**Your assignment:** Exactly as written, copy the lines of the data below from the first through the one containing "resets the edge-triggered".

**The data:**
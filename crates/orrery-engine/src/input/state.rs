use glam::Vec2;

use crate::input::queue::{InputEvent, InputQueue, Key, MouseButton};

/// Per-frame view of the input devices: held keys, edge-triggered presses,
/// mouse button state, cursor position, and accumulated cursor motion.
///
/// Events fold into the state; `begin_frame` resets the edge-triggered
/// parts so presses and deltas are scoped to a single frame.
#[derive(Debug, Clone, Default)]
pub struct InputState {
    held: u16,
    pressed: u16,
    buttons: u8,
    mouse_pos: Vec2,
    mouse_delta: Vec2,
}

impl InputState {
    pub fn new() -> Self {
        Self::default()
    }

    /// Reset edge-triggered state. Call at the top of each frame, before
    /// applying that frame's events.
    pub fn begin_frame(&mut self) {
        self.pressed = 0;
        self.mouse_delta = Vec2::ZERO;
    }

    /// Fold one event into the state.
    pub fn apply(&mut self, event: InputEvent) {
        match event {
            InputEvent::KeyDown { key } => {
                if self.held & key.bit() == 0 {
                    self.pressed |= key.bit();
                }
                self.held |= key.bit();
            }
            InputEvent::KeyUp { key } => {
                self.held &= !key.bit();
            }
            InputEvent::PointerMove { x, y } => {
                let pos = Vec2::new(x, y);
                self.mouse_delta += pos - self.mouse_pos;
                self.mouse_pos = pos;
            }
            InputEvent::PointerDelta { dx, dy } => {
                self.mouse_delta += Vec2::new(dx, dy);
            }
            InputEvent::ButtonDown { button } => {
                self.buttons |= button.bit();
            }
            InputEvent::ButtonUp { button } => {
                self.buttons &= !button.bit();
            }
        }
    }

    /// Drain a queue into the state.
    pub fn drain_queue(&mut self, queue: &mut InputQueue) {
        for event in queue.drain() {
            self.apply(event);
        }
    }

    /// Whether the key is currently held.
    pub fn is_down(&self, key: Key) -> bool {
        self.held & key.bit() != 0
    }

    /// Whether the key went down this frame.
    pub fn was_pressed(&self, key: Key) -> bool {
        self.pressed & key.bit() != 0
    }

    pub fn is_button_down(&self, button: MouseButton) -> bool {
        self.buttons & button.bit() != 0
    }

    /// Last reported absolute cursor position.
    pub fn mouse_position(&self) -> Vec2 {
        self.mouse_pos
    }

    /// Cursor motion accumulated since `begin_frame`.
    pub fn mouse_delta(&self) -> Vec2 {
        self.mouse_delta
    }
}
use crate::api::presenter::Presenter;
use crate::camera::PointerRequest;
use crate::input::state::InputState;
use crate::render::frame::SceneFrame;

/// Window and frame-loop configuration, provided by the app.
#[derive(Debug, Clone)]
pub struct AppConfig {
    /// Windowed-mode width in pixels.
    pub window_width: i32,
    /// Windowed-mode height in pixels.
    pub window_height: i32,
    /// Window title.
    pub title: String,
    /// Presenter-side frame rate cap in Hz. The simulation is coupled to
    /// it: exactly one app update runs per rendered frame.
    pub frame_rate_cap: u32,
}

impl Default for AppConfig {
    fn default() -> Self {
        Self {
            window_width: 800,
            window_height: 600,
            title: String::from("orrery"),
            frame_rate_cap: 60,
        }
    }
}

/// The core contract every visualization app must fulfill.
pub trait App {
    /// Return window configuration. Called once before init.
    fn config(&self) -> AppConfig {
        AppConfig::default()
    }

    /// Acquire presentation-layer resources. Called once, after the window
    /// opens and before the first frame.
    fn init(&mut self, _presenter: &mut dyn Presenter) {}

    /// Advance one frame of app state (camera first, then simulation).
    /// Returns any pointer-capture side effect for the runner to apply.
    fn update(&mut self, input: &InputState) -> PointerRequest;

    /// Describe the frame to draw. `frame` arrives cleared; push draw calls
    /// in the order they should be submitted.
    fn compose(&self, frame: &mut SceneFrame);

    /// Release presentation-layer resources, in reverse order of
    /// acquisition. Called once when the loop exits.
    fn shutdown(&mut self, _presenter: &mut dyn Presenter) {}
}
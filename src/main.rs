use std::sync::Arc;

use clap::{Parser, Subcommand};
use serde::Serialize;
use playgate::config::{ConfigError, ProbeConfig};
use playgate::history::MemoryHistory;
use playgate::probe::{HttpAuthProbe, TransportError};
use playgate::router::{Destination, Router, RouterError};
use playgate::routes::{GuardKind, ROUTES, Target};
use playgate::session::CookieSession;
use playgate::view::View;

#[derive(Debug, thiserror::Error)]
enum CliError {
    #[error(transparent)]
    Config(#[from] ConfigError),
    #[error(transparent)]
    Transport(#[from] TransportError),
    #[error(transparent)]
    Router(#[from] RouterError),
    #[error("failed to encode output: {0}")]
    Output(#[from] serde_json::Error),
}

#[derive(Serialize)]
struct VisitReport<'a> {
    trail: &'a [String],
    view: &'a View<Destination>,
}

#[derive(Parser, Debug)]
#[command(name = "playgate", about = "Check sessions and walk guarded routes against a live auth backend")]
struct Cli {
    /// Auth backend base URL. Falls back to `API_URL` from the environment.
    #[arg(long, env = "API_URL")]
    api_url: Option<String>,

    /// Cookie string sent as credentials, e.g. `token=abc; theme=dark`.
    #[arg(long, env = "PLAYGATE_COOKIE", default_value = "")]
    cookie: String,

    /// Print results as JSON.
    #[arg(long)]
    json: bool,

    #[command(subcommand)]
    command: Command,
}

#[derive(Subcommand, Debug)]
enum Command {
    /// Run the auth probe once and print the verdict.
    Probe,
    /// Navigate to a path and follow guard redirects until it settles.
    Visit { path: String },
    /// List the route table.
    Routes,
}

#[tokio::main]
async fn main() {
    let _ = dotenvy::dotenv();
    tracing_subscriber::fmt::init();

    let cli = Cli::parse();
    if let Err(e) = run(cli).await {
        eprintln!("error: {e}");
        std::process::exit(1);
    }
}

async fn run(cli: Cli) -> Result<(), CliError> {
    match cli.command {
        Command::Routes => {
            if cli.json {
                println!("{}", serde_json::to_string_pretty(ROUTES)?);
            } else {
                print_routes();
            }
            Ok(())
        }
        Command::Probe => {
            let probe = build_probe(cli.api_url.as_deref(), &cli.cookie)?;
            let authenticated = probe.verify_auth().await;
            if cli.json {
                println!("{}", serde_json::json!({ "authenticated": authenticated }));
            } else {
                println!("{}", if authenticated { "authenticated" } else { "unauthenticated" });
            }
            Ok(())
        }
        Command::Visit { path } => {
            let probe = build_probe(cli.api_url.as_deref(), &cli.cookie)?;
            let min_verify_delay = probe.config().min_verify_delay;
            let router = Router::new(Arc::new(probe), Arc::new(MemoryHistory::new("/")))
                .with_min_verify_delay(min_verify_delay);

            let visit = router.visit(&path).await?;
            if cli.json {
                let report = VisitReport { trail: &visit.trail, view: &visit.view };
                println!("{}", serde_json::to_string_pretty(&report)?);
            } else {
                println!("trail: {}", visit.trail.join(" -> "));
                println!("view:  {}", describe(&visit.view));
            }
            visit.mounted.unmount().await;
            Ok(())
        }
    }
}

fn build_probe(api_url: Option<&str>, cookie: &str) -> Result<HttpAuthProbe, CliError> {
    let api_url = api_url.ok_or(ConfigError::MissingVar("API_URL"))?;
    let config = ProbeConfig::from_env_with_api_url(api_url)?;
    Ok(HttpAuthProbe::from_config(config, Arc::new(CookieSession::parse(cookie)))?)
}

fn describe(view: &View<Destination>) -> String {
    match view {
        View::Loading(indicator) => format!("loading ({})", indicator.caption),
        View::Empty => "nothing".to_owned(),
        View::Content(destination) => {
            let name = match destination.target {
                Target::Page(page) => page.name().to_owned(),
                Target::Redirect(to) => format!("redirect to {to}"),
                Target::AuthCallback => "auth callback".to_owned(),
            };
            if destination.params.is_empty() {
                name
            } else {
                format!("{name} {:?}", destination.params)
            }
        }
    }
}

fn print_routes() {
    for route in ROUTES {
        let guard = match route.guard {
            GuardKind::Protected => "protected",
            GuardKind::Reverse => "reverse",
            GuardKind::Public => "public",
        };
        println!("{:<26} {guard}", route.pattern);
    }
}
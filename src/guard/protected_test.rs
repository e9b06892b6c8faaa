use super::*;
use crate::guard::test_helpers::{RecordingNavigator, ScriptedProbe, ms};

fn guard(probe: Arc<ScriptedProbe>, nav: &Arc<RecordingNavigator>) -> ProtectedGuard {
    ProtectedGuard::new(probe, nav.clone())
}

// =============================================================
// Minimum loading delay
// =============================================================

#[tokio::test(start_paused = true)]
async fn fast_verdict_waits_out_minimum_delay() {
    let nav = RecordingNavigator::new();
    let started = Instant::now();
    let mut handle = guard(ScriptedProbe::verdict(true, ms(500)), &nav).mount();

    tokio::time::sleep(ms(1990)).await;
    assert_eq!(handle.state(), ProtectedState::Verifying);
    assert!(handle.state().view("content").is_loading());

    assert_eq!(handle.settled().await, ProtectedState::Authorized);
    let elapsed = started.elapsed();
    assert!(elapsed >= ms(2000), "authorized too early: {elapsed:?}");
    assert!(elapsed < ms(2010), "authorized too late: {elapsed:?}");
    assert!(nav.calls().is_empty());
}

#[tokio::test(start_paused = true)]
async fn slow_verdict_is_not_delayed_further() {
    let nav = RecordingNavigator::new();
    let started = Instant::now();
    let mut handle = guard(ScriptedProbe::verdict(true, ms(3000)), &nav).mount();

    assert_eq!(handle.settled().await, ProtectedState::Authorized);
    let elapsed = started.elapsed();
    assert!(elapsed >= ms(3000));
    assert!(elapsed < ms(3010), "extra delay applied: {elapsed:?}");
}

#[tokio::test(start_paused = true)]
async fn custom_minimum_delay_is_honoured() {
    let nav = RecordingNavigator::new();
    let started = Instant::now();
    let mut handle = guard(ScriptedProbe::verdict(true, ms(10)), &nav)
        .with_min_verify_delay(Duration::ZERO)
        .mount();

    assert_eq!(handle.settled().await, ProtectedState::Authorized);
    assert!(started.elapsed() < ms(20));
}

// =============================================================
// Redirects
// =============================================================

#[tokio::test(start_paused = true)]
async fn negative_verdict_redirects_immediately() {
    let nav = RecordingNavigator::new();
    let started = Instant::now();
    let mut handle = guard(ScriptedProbe::verdict(false, ms(300)), &nav).mount();

    let state = handle.settled().await;
    assert_eq!(state, ProtectedState::Redirecting { to: "/login".into() });
    assert!(started.elapsed() < ms(310), "redirect waited for minimum delay");
    assert_eq!(nav.calls(), vec![("/login".to_owned(), NavigateOptions::replace())]);
    assert_eq!(state.view("content"), View::Empty);
}

#[tokio::test(start_paused = true)]
async fn probe_error_fails_closed() {
    let nav = RecordingNavigator::new();
    let mut handle = guard(ScriptedProbe::failing(ms(50)), &nav).mount();

    assert_eq!(handle.settled().await, ProtectedState::Redirecting { to: "/login".into() });
    assert_eq!(nav.calls(), vec![("/login".to_owned(), NavigateOptions::replace())]);
}

// =============================================================
// Unmount
// =============================================================

#[tokio::test(start_paused = true)]
async fn unmount_during_delay_cancels_transition() {
    let nav = RecordingNavigator::new();
    let handle = guard(ScriptedProbe::verdict(true, ms(500)), &nav).mount();
    let observer = handle.subscribe();

    tokio::time::sleep(ms(1000)).await;
    handle.unmount().await;
    tokio::time::sleep(ms(5000)).await;

    assert_eq!(*observer.borrow(), ProtectedState::Verifying);
    assert!(nav.calls().is_empty());
}

#[tokio::test(start_paused = true)]
async fn unmount_during_probe_abandons_requests() {
    let nav = RecordingNavigator::new();
    let probe = ScriptedProbe::verdict(false, ms(1000));
    let handle = guard(probe.clone(), &nav).mount();

    tokio::time::sleep(ms(100)).await;
    assert_eq!(probe.started(), 1);
    handle.unmount().await;
    tokio::time::sleep(ms(5000)).await;

    assert_eq!(probe.completed(), 0);
    assert!(nav.calls().is_empty());
}

#[tokio::test(start_paused = true)]
async fn dropping_handle_cancels_pending_transition() {
    let nav = RecordingNavigator::new();
    let handle = guard(ScriptedProbe::verdict(true, ms(500)), &nav).mount();
    let observer = handle.subscribe();

    tokio::time::sleep(ms(700)).await;
    drop(handle);
    tokio::time::sleep(ms(5000)).await;

    assert_eq!(*observer.borrow(), ProtectedState::Verifying);
}

// =============================================================
// View
// =============================================================

#[test]
fn verifying_view_is_full_viewport_animation() {
    let view = ProtectedState::Verifying.view(());
    let View::Loading(indicator) = view else {
        panic!("expected loading view");
    };
    assert_eq!(indicator.animation, Some(LOADING_ANIMATION_URL));
    assert_eq!(indicator.caption, VERIFYING_CAPTION);
    assert!(indicator.full_viewport);
}

#[test]
fn authorized_view_passes_content_through() {
    assert_eq!(ProtectedState::Authorized.view("home"), View::Content("home"));
}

**Result for this exercise:**
filename crates/orrery-engine/src/input/state.rs
use glam::Vec2;

use crate::input::queue::{InputEvent, InputQueue, Key, MouseButton};

/// Per-frame view of the input devices: held keys, edge-triggered presses,
/// mouse button state, cursor position, and accumulated cursor motion.
///
/// Events fold into the state; `begin_frame` resets the edge-triggered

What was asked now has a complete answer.